First, we anticipate higher resolution on a larger display to be built, and we believe this could be achieve using the tensor display architecture.
(click)And it would be also interesting to provide a multi-way correction for a shared display.
(click) extending the prefiltering to other applications like AR/VR, 3D content, or even cryptography can be very interesting
(click) and finally, we believe a more thorough theoretical analysis is required for higher order aberrations.
But even I just told you how to solve for the light field with a simple equation,
The frequency analysis is actually more interesting than the equation.
Let’s first look at the frequency domain light field,
For a in-focus diffuse object, its spectrum is simply a line.
But remember there is a pupil aperture blocking the light,
In the spatial domain it’s a multiplication with the pupil function
(click)And in the frequency domain it’s a “convolution” with the pupil response, which is a “sinc” function
Since the original light field spectrum is only a line,
(click)the convolution is just a spreading of the line vertically.

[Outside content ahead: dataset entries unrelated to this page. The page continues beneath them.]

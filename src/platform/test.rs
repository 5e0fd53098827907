// Copyright The Rusted Firmware-A Contributors.
//
// SPDX-License-Identifier: BSD-3-Clause

use super::Platform;
use crate::{gicv2::GicConfig, logger::LogSink, services::arch::WorkaroundSupport};
use arm_sysregs::MpidrEl1;
use core::fmt;
use percore::ExceptionFree;
use std::io::{Write, stdout};

const CORES_PER_CLUSTER: usize = 2;

/// A fake platform for unit tests, shaped like Tegra194: four clusters of two cores.
pub struct TestPlatform;

impl TestPlatform {
    /// The MPIDR values for each core, for use in tests.
    pub const MPIDR_VALUES: [MpidrEl1; Self::CORE_COUNT] = [
        MpidrEl1::from_bits_retain(0x0000_0000_0000_0000),
        MpidrEl1::from_bits_retain(0x0000_0000_0000_0001),
        MpidrEl1::from_bits_retain(0x0000_0000_0000_0100),
        MpidrEl1::from_bits_retain(0x0000_0000_0000_0101),
        MpidrEl1::from_bits_retain(0x0000_0000_0000_0200),
        MpidrEl1::from_bits_retain(0x0000_0000_0000_0201),
        MpidrEl1::from_bits_retain(0x0000_0000_0000_0300),
        MpidrEl1::from_bits_retain(0x0000_0000_0000_0301),
    ];
}

// SAFETY: The test platform is exempt from the usual safety requirements on `core_position`,
// because it is only used in unit tests and so `TestPlatform::core_position` is never called from
// assembly code.
unsafe impl Platform for TestPlatform {
    const CORE_COUNT: usize = 8;
    const CLUSTER_COUNT: usize = 4;
    const CACHE_WRITEBACK_GRANULE: usize = 1 << 6;

    const GIC_CONFIG: GicConfig = GicConfig {
        secure_interrupts: &[],
    };

    type LogSinkImpl = StdOutSink;

    fn core_position(mpidr: u64) -> usize {
        let mpidr = MpidrEl1::from_bits_retain(mpidr);
        usize::from(mpidr.aff1()) * CORES_PER_CLUSTER + usize::from(mpidr.aff0())
    }

    fn arch_workaround_1_supported() -> WorkaroundSupport {
        WorkaroundSupport::Required
    }

    fn arch_workaround_2_supported() -> WorkaroundSupport {
        WorkaroundSupport::NotRequired
    }
}

/// This is a fake version of `percore::exception_free` for use in unit tests only, which must be
/// run on a single thread.
pub fn exception_free<T>(f: impl FnOnce(ExceptionFree) -> T) -> T {
    // SAFETY: This is only used in unit tests, which are run on the host where there are no
    // hardware exceptions nor multiple threads.
    let token = unsafe { ExceptionFree::new() };
    f(token)
}

/// A log sink for tests which writes logs to standard output.
pub struct StdOutSink;

impl LogSink for StdOutSink {
    fn write_fmt(&self, args: fmt::Arguments) {
        stdout().write_fmt(args).unwrap();
    }

    fn flush(&self) {
        stdout().flush().unwrap();
    }
}

#[cfg(test)]
mod tests {
    use super::*;

    #[test]
    fn core_positions_are_unique_and_dense() {
        for (index, mpidr) in TestPlatform::MPIDR_VALUES.iter().enumerate() {
            assert_eq!(TestPlatform::core_position(mpidr.bits()), index);
        }
    }

    #[test]
    fn stdout_sink() {
        let writer = StdOutSink;
        writeln!(writer, "hello");
    }
}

The final step to obtain the image is the integration of light rays over the angular direction.
If you are familiar with computational tomography, the integration is a slicing in the freq. domain.
So the target image spectrum is the slicing on the axis.
For an out of focus diffuse object, its representation is sheared,
and so does its frequency spectrum.
If you just slice the axis, there will be nothing left except for the DC term.
But the spreading due to the pupil aperture will deliver some information to the slicing axis.
Unfortunately not all spatial frequencies are preserved, since the spreading is due to a “sinc” function.
In the multilayer prefiltering case, the missing frequencies are covered by the other layer, so you can still preserve all spatial frequencies
Finally, the light field display is a bit different,
You have a full convolution with the entire frequency spectrum, but you also have a lot more flexibility.